Thursday, January 15, 2009

Nuclear Winter Science Fiction Novel Idea

Driving to New York City on Saturday afternoon I was inspired to start a new scifi story at my community site Pan Historia. The afternoon had grown prematurely dark from clouds that seemed heavy with snow. The forecast had been vague, anything from 1-12 inches depending on where you were, but the sky looked ready to deliver Armageddon. The afternoon light, as we approached the early evening of winter, became sullen and bruised with menace. I have a tendency towards motion sickness when I travel by car, if I’m not the driver, and so I looked out the window at the winter landscape of Connecticut and then New York State.

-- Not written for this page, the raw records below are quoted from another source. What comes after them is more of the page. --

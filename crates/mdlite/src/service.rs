//! MarkdownService - the main entry point for Markdown to HTML conversion.

use crate::block::parse_document;
use crate::inline::render_inline;
use crate::options::MarkdownOptions;
use crate::rules::{Rule, Rules};
use crate::Result;

/// The main service for converting Markdown to HTML
///
/// Holds options and the inline rule table; carries no per-document state, so
/// one service can be shared across threads and reused for any number of
/// documents.
pub struct MarkdownService {
    options: MarkdownOptions,
    rules: Rules,
}

impl MarkdownService {
    /// Create a new MarkdownService with default options
    pub fn new() -> Self {
        Self {
            options: MarkdownOptions::default(),
            rules: Rules::new(),
        }
    }

    /// Create a MarkdownService with custom options
    pub fn with_options(options: MarkdownOptions) -> Self {
        Self {
            options,
            rules: Rules::new(),
        }
    }

    /// Create a MarkdownService after validating `options`
    pub fn try_with_options(options: MarkdownOptions) -> Result<Self> {
        options.validate()?;
        Ok(Self::with_options(options))
    }

    /// Convert a Markdown document to HTML
    pub fn parse(&self, document: &str) -> String {
        parse_document(document, self)
    }

    /// Convert a single span of inline Markdown to HTML
    pub fn render_inline(&self, text: &str) -> String {
        render_inline(text, &self.rules, &self.options)
    }

    /// Add a custom inline rule, run after the built-in rules
    pub fn add_rule(&mut self, key: &str, rule: Rule) -> &mut Self {
        self.rules.add(key, rule);
        self
    }

    /// Remove a custom inline rule
    pub fn remove_rule(&mut self, key: &str) -> &mut Self {
        self.rules.remove(key);
        self
    }

    /// Apply a plugin
    pub fn use_plugin<F>(&mut self, plugin: F) -> &mut Self
    where
        F: FnOnce(&mut Self),
    {
        plugin(self);
        self
    }

    /// Get the current options
    pub fn options(&self) -> &MarkdownOptions {
        &self.options
    }

    /// Get mutable access to options
    pub fn options_mut(&mut self) -> &mut MarkdownOptions {
        &mut self.options
    }
}

impl Default for MarkdownService {
    fn default() -> Self {
        Self::new()
    }
}
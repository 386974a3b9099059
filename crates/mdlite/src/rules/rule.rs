//! Rule type for inline Markdown substitution.

use regex::{Captures, Regex};

use crate::inline::InlineContext;
use crate::Result;

/// Type alias for replacement functions
pub type ReplacementFn =
    Box<dyn Fn(&Captures<'_>, &mut InlineContext<'_>) -> String + Send + Sync>;

/// A rule rewrites every match of its pattern in already-escaped inline text
pub struct Rule {
    /// Pattern the rule applies to
    pub pattern: Regex,
    /// Replacement function that generates HTML
    pub replacement: ReplacementFn,
}

impl Rule {
    /// Create a new rule from a compiled pattern
    pub fn new<F>(pattern: Regex, replacement: F) -> Self
    where
        F: Fn(&Captures<'_>, &mut InlineContext<'_>) -> String + Send + Sync + 'static,
    {
        Self {
            pattern,
            replacement: Box::new(replacement),
        }
    }

    /// Compile `pattern` and create a rule from it
    pub fn from_pattern<F>(pattern: &str, replacement: F) -> Result<Self>
    where
        F: Fn(&Captures<'_>, &mut InlineContext<'_>) -> String + Send + Sync + 'static,
    {
        Ok(Self::new(Regex::new(pattern)?, replacement))
    }

    /// Apply this rule to every non-overlapping match in `text`
    pub fn apply(&self, text: &str, ctx: &mut InlineContext<'_>) -> String {
        self.pattern
            .replace_all(text, |caps: &Captures<'_>| (self.replacement)(caps, ctx))
            .into_owned()
    }
}

impl std::fmt::Debug for Rule {
    fn fmt(&self, f: &mut std::fmt::Formatter<'_>) -> std::fmt::Result {
        f.debug_struct("Rule")
            .field("pattern", &self.pattern.as_str())
            .finish_non_exhaustive()
    }
}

I imagined that this light would be similar to the light caused by a layer of ash in the sky – nuclear winter – and from there my mind started running over a future scenario where it the Earth suffered from such a nuclear winter for at least a whole generation. Could people survive? How did they survive? I could easily imagine that a small population could manage by using generators and other power sources to grow food in bunkers or underground facilities with artificial lights, but I also tried to imagine if there could be survivors on the surface. Would they live by scavenging, cannibalism, or what?


There was a section of woods on the journey where the trees had largely died and they were strewn around like dominoes tumbled. This is what nuclear winter would do to the woods over time as the trees died and then rotted. The idea caught hold so thoroughly that I spent a couple hours thinking about it. I imagined the Morlock type scavengers gathering wood to burn, as well as the survivors from the bunkers. There would be conflicts. When I returned home to Vermont and was able to again login into Pan Historia I started doing a little research on the science. My technological survivors would, of course, also have to be scavengers as well as act defensively against the dangers of the twilight world I envisioned. Most of the theories of nuclear winter did not suggest the length of time I imagined, at least not for nuclear bomb fallout, so I looked into mega volcanoes, and I could postulate a situation where that might keep up for some time, particularly if there were also nuclear detonations and perhaps fires burning for years, such as would happen at dumps and oil fields, adding to the dust filled atmosphere.


Those survivors that lived outside would be like sick animals, our Morlock types, scrounging for scraps of food. They would suffer from UV poisoning from what light did come because of the damage to the ozone, and of course water would be contaminated. They would be short-lived and reduced to brutal lives. The clash between the two groups could provide a great deal of drama for long-term collaborative story-telling which is my specialty and the specialty of the writers at Pan Historia.


For those of you new to the concept of Pan Historia but interested in collaborative writing, getting in at the beginning of one of our role play collaborative novels is a great way to get started. More experienced members of the community would be more than happy to mentor you, and you wouldn’t have to feel like you were intruding on an established storyline. I’ll be creating my new ‘novel’ just as soon as I have fixed on a good title for it. There has been good interest in the concept so I hope to see a broad range of writers bringing their ideas to the world we create.

3 comments:

The Muse said...

Eerie and...perhaps, sadly, rather appropriate for this day and age ....

Kelly Silver Wise said...

As I read this blog post it occurs to me that you do have your inspirational themes; in plot, characters and environments.

You're finishing up one novel that has, to a degree, suffered a similar environmental change, and now moving one step further to a full on nuclear winter.

Your thoughts on Morlock type creatures really seem to have struck a chord with those interested in discussions at Zone : Scifi, good choice for descriptive example!

Pan Historia said...

You are right. I have a thing for post-apocalyptic fiction. It's been a recurring theme throughout my life, including my childhood imaginings. I have no idea if it's a ward against it really happening, or just my awareness that the possibility exists for our future. I certainly dreamed of civilization as we know it ending even as a little kid. I would pretend that it had and that all the animals were finally free of the terrible humans that imprisoned them or destroyed their habitats.